Setelah melewati pemukiman Lamkabeu, kami pun disiguhi oleh pemandangan sawah yang baru siap panen. Langit biru dengan awan berarak menemani perjalanan kami. “Dulu jalannya ngga sebagus sekarang. Batu semua,” jelas Bang Thoenis. Jalan bagus begini saja pinggang saya sudah mulai sakit. Soalnya sangat banyak tanjakan yang harus kami lewati.
Ini belum seberapa. Kami harus menempuh beberapa kilometer lagi baru bisa sampai ke Lamteuba. Dan jalannya tidak semuanya mulus. Ada tanjakan, turunan, dan beberapa badan jalan yang rusak. Di sisi kanan dan kiri jalan adalah perkebunan warga. Ada yang menanam pinang, kunyit, dan karet. Hawa dingin mulai terasa ketika kami tiba di puncak Lamkabeu.

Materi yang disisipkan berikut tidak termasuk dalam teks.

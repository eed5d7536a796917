//! Windows Audio Device Monitor - Library
//!
//! Watches the default audio endpoint and republishes OS notifications to
//! application code.
//!
//! ## Features
//!
//! - `device_state_changed` when a device is added, removed, enabled or disabled
//! - `volume_state_changed` when the tracked endpoint's volume or mute changes
//! - Construction on a worker thread with [`DeviceMonitor::create`]
//! - Inert-on-failure construction, or [`DeviceMonitor::try_with_backend`] to see why
//! - `MockBackend` (behind the `mock` feature) to drive the monitor without
//!   an audio subsystem

pub mod audio;

pub use audio::{
    AudioBackend, AudioError, DataFlow, DeviceMonitor, DeviceRole, DeviceState, MonitorConfig,
    Notification, SubscriptionId,
};

#[cfg(any(test, feature = "mock"))]
pub use audio::MockBackend;

#[cfg(windows)]
pub use audio::WasapiBackend;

Tiba -tiba suami saya menghentikan motor dan mengajak saya untuk mendaki puncak Lamkabeu. Tidak tinggi memang, tapi untuk wanita hamil cukup membuat nafas ngos-ngosan. Dari puncak saya bisa melihat Seulimum dan gunung Seulawah yang tertutup awan. Indah sekali.

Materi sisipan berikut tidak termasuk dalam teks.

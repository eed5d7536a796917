//! COM callback objects handed to the OS.
//!
//! `#[implement]` supplies IUnknown and the interface's reference count.
//! Each COM object owns an `Arc` clone of its portable observer, so the
//! observer lives for as long as the OS holds any reference to the COM object.

use super::device::{AudioError, DataFlow, DeviceRole, DeviceState, PropertyKey, VolumeNotification};
use super::observer::{
    DeviceNotificationObserver, DeviceNotificationSink, EndpointVolumeObserver,
    VolumeNotificationSink,
};
use std::sync::Arc;
use windows::core::{implement, Interface, PCWSTR};
use windows::Win32::Media::Audio::Endpoints::{
    IAudioEndpointVolume, IAudioEndpointVolumeCallback, IAudioEndpointVolumeCallback_Impl,
};
use windows::Win32::Media::Audio::{
    eCapture, eCommunications, eMultimedia, eRender, EDataFlow, ERole, IMMDeviceEnumerator,
    IMMNotificationClient, IMMNotificationClient_Impl, AUDIO_VOLUME_NOTIFICATION_DATA,
    DEVICE_STATE,
};
use windows::Win32::UI::Shell::PropertiesSystem::PROPERTYKEY;
// Re-export windows_core so the implement macro can find it
#[allow(unused_imports)]
use windows_core;

/// A registered callback interface, kept so it can be unregistered later.
pub struct NotificationRegistration<I: Interface> {
    interface: I,
}

// SAFETY: the wrapped objects are ours; their state is an `Arc` of a
// `Send + Sync` observer and `#[implement]` uses an atomic reference count.
unsafe impl<I: Interface> Send for NotificationRegistration<I> {}

impl<I: Interface> NotificationRegistration<I> {
    pub fn interface(&self) -> &I {
        &self.interface
    }
}

unsafe fn device_id_string(id: &PCWSTR) -> String {
    if id.is_null() {
        String::new()
    } else {
        id.to_string().unwrap_or_default()
    }
}

/// IMMNotificationClient forwarding to a [`DeviceNotificationObserver`].
#[implement(IMMNotificationClient)]
pub struct EndpointNotificationClient {
    observer: Arc<DeviceNotificationObserver>,
}

impl EndpointNotificationClient {
    pub fn new(observer: Arc<DeviceNotificationObserver>) -> Self {
        Self { observer }
    }

    /// Register this notification client with an enumerator.
    /// Takes ownership of self because the COM interface needs to own the data.
    pub fn register(
        self,
        enumerator: &IMMDeviceEnumerator,
    ) -> Result<NotificationRegistration<IMMNotificationClient>, AudioError> {
        unsafe {
            let client: IMMNotificationClient = self.into();
            enumerator
                .RegisterEndpointNotificationCallback(&client)
                .map_err(|e| AudioError::RegistrationFailed(e.into()))?;
            Ok(NotificationRegistration { interface: client })
        }
    }

    fn convert_flow(flow: EDataFlow) -> DataFlow {
        if flow == eRender {
            DataFlow::Render
        } else if flow == eCapture {
            DataFlow::Capture
        } else {
            DataFlow::All
        }
    }

    fn convert_role(role: ERole) -> DeviceRole {
        if role == eMultimedia {
            DeviceRole::Multimedia
        } else if role == eCommunications {
            DeviceRole::Communications
        } else {
            DeviceRole::Console
        }
    }
}

impl IMMNotificationClient_Impl for EndpointNotificationClient_Impl {
    fn OnDeviceStateChanged(
        &self,
        pwstrdeviceid: &PCWSTR,
        dwnewstate: DEVICE_STATE,
    ) -> windows::core::Result<()> {
        let id = unsafe { device_id_string(pwstrdeviceid) };
        self.observer
            .on_device_state_changed(&id, DeviceState::from_bits(dwnewstate.0));
        Ok(())
    }

    fn OnDeviceAdded(&self, pwstrdeviceid: &PCWSTR) -> windows::core::Result<()> {
        let id = unsafe { device_id_string(pwstrdeviceid) };
        self.observer.on_device_added(&id);
        Ok(())
    }

    fn OnDeviceRemoved(&self, pwstrdeviceid: &PCWSTR) -> windows::core::Result<()> {
        let id = unsafe { device_id_string(pwstrdeviceid) };
        self.observer.on_device_removed(&id);
        Ok(())
    }

    fn OnDefaultDeviceChanged(
        &self,
        flow: EDataFlow,
        role: ERole,
        pwstrdefaultdeviceid: &PCWSTR,
    ) -> windows::core::Result<()> {
        // Null when the last device for the flow/role went away
        let device_id = if pwstrdefaultdeviceid.is_null() {
            None
        } else {
            unsafe { pwstrdefaultdeviceid.to_string().ok() }
        };

        self.observer.on_default_device_changed(
            EndpointNotificationClient::convert_flow(flow),
            EndpointNotificationClient::convert_role(role),
            device_id.as_deref(),
        );
        Ok(())
    }

    fn OnPropertyValueChanged(
        &self,
        pwstrdeviceid: &PCWSTR,
        key: &PROPERTYKEY,
    ) -> windows::core::Result<()> {
        let id = unsafe { device_id_string(pwstrdeviceid) };
        self.observer.on_property_value_changed(
            &id,
            PropertyKey {
                fmtid: key.fmtid.to_u128(),
                pid: key.pid,
            },
        );
        Ok(())
    }
}

/// IAudioEndpointVolumeCallback forwarding to an [`EndpointVolumeObserver`].
#[implement(IAudioEndpointVolumeCallback)]
pub struct VolumeNotificationClient {
    observer: Arc<EndpointVolumeObserver>,
}

impl VolumeNotificationClient {
    pub fn new(observer: Arc<EndpointVolumeObserver>) -> Self {
        Self { observer }
    }

    pub fn register(
        self,
        endpoint_volume: &IAudioEndpointVolume,
    ) -> Result<NotificationRegistration<IAudioEndpointVolumeCallback>, AudioError> {
        unsafe {
            let callback: IAudioEndpointVolumeCallback = self.into();
            endpoint_volume
                .RegisterControlChangeNotify(&callback)
                .map_err(|e| AudioError::RegistrationFailed(e.into()))?;
            Ok(NotificationRegistration {
                interface: callback,
            })
        }
    }

    /// Copy the OS payload, including the trailing per-channel array.
    unsafe fn convert_notification(data: &AUDIO_VOLUME_NOTIFICATION_DATA) -> VolumeNotification {
        let channels = data.nChannels as usize;
        let channel_volumes = if channels == 0 {
            Vec::new()
        } else {
            std::slice::from_raw_parts(data.afChannelVolumes.as_ptr(), channels).to_vec()
        };

        VolumeNotification {
            event_context: data.guidEventContext.to_u128(),
            muted: data.bMuted.as_bool(),
            master_volume: data.fMasterVolume,
            channel_volumes,
        }
    }
}

impl IAudioEndpointVolumeCallback_Impl for VolumeNotificationClient_Impl {
    fn OnNotify(&self, pnotify: *mut AUDIO_VOLUME_NOTIFICATION_DATA) -> windows::core::Result<()> {
        let data = unsafe {
            pnotify
                .as_ref()
                .map(|d| VolumeNotificationClient::convert_notification(d))
                .unwrap_or_default()
        };
        self.observer.on_notify(&data);
        Ok(())
    }
}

Tapi saya belum puas karena belum tiba ke Lamteuba. Akhirnya kami kembali berjalan. Asli, jalan yang kami tempuh tidak semulus sebelumnya. Sangat banyak jalanan berbatu dan mendaki. Walhasil, karena pinggang semakin sakit, saya pun menyerah. “Ayo kita pulang,” aku mengajak Bang Thoenis untuk memutar arah. Seharusnya saya sadar kalau tubuh ini tidak seenerjik dulu dan bersabar sampai beberapa bulan ke depan sampai buah hati terlahir ke dunia.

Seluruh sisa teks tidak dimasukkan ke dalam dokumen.